§ EXERCISE AIM
Please give back only the lines below from the one containing "state loop tick." to the one containing "server-IP setup screen.", each repeated word for word, both ends included.

§ DATA RECORDS
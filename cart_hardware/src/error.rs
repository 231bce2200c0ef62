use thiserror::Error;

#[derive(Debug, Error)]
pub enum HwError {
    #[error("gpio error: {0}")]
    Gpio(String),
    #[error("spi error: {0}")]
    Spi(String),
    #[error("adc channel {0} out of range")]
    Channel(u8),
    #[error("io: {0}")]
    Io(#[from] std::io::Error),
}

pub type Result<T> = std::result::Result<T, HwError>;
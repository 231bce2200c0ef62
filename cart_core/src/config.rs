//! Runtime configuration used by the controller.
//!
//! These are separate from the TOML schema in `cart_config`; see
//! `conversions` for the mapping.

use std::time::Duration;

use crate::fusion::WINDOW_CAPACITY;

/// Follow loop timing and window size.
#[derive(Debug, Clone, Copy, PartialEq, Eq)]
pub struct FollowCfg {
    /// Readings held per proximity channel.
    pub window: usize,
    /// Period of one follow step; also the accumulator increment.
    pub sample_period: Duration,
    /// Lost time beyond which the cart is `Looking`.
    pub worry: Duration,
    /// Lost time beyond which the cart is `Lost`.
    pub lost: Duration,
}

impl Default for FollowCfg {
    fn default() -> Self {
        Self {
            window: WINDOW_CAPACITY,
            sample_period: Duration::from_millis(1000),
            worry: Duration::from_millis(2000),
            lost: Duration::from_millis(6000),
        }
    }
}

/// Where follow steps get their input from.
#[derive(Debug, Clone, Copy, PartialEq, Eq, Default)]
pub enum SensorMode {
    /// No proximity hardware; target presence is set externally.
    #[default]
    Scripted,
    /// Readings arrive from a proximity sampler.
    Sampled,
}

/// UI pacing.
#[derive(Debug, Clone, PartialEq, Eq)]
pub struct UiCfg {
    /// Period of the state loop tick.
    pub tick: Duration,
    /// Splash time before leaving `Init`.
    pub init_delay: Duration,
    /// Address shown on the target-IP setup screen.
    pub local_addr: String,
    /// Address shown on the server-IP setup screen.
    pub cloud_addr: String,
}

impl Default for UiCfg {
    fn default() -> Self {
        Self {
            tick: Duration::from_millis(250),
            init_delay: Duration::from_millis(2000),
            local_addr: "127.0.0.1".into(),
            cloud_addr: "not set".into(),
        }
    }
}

§ WRITTEN REPLY
    /// Period of the state loop tick.
    pub tick: Duration,
    /// Splash time before leaving `Init`.
    pub init_delay: Duration,
    /// Address shown on the target-IP setup screen.
    pub local_addr: String,
    /// Address shown on the server-IP setup screen.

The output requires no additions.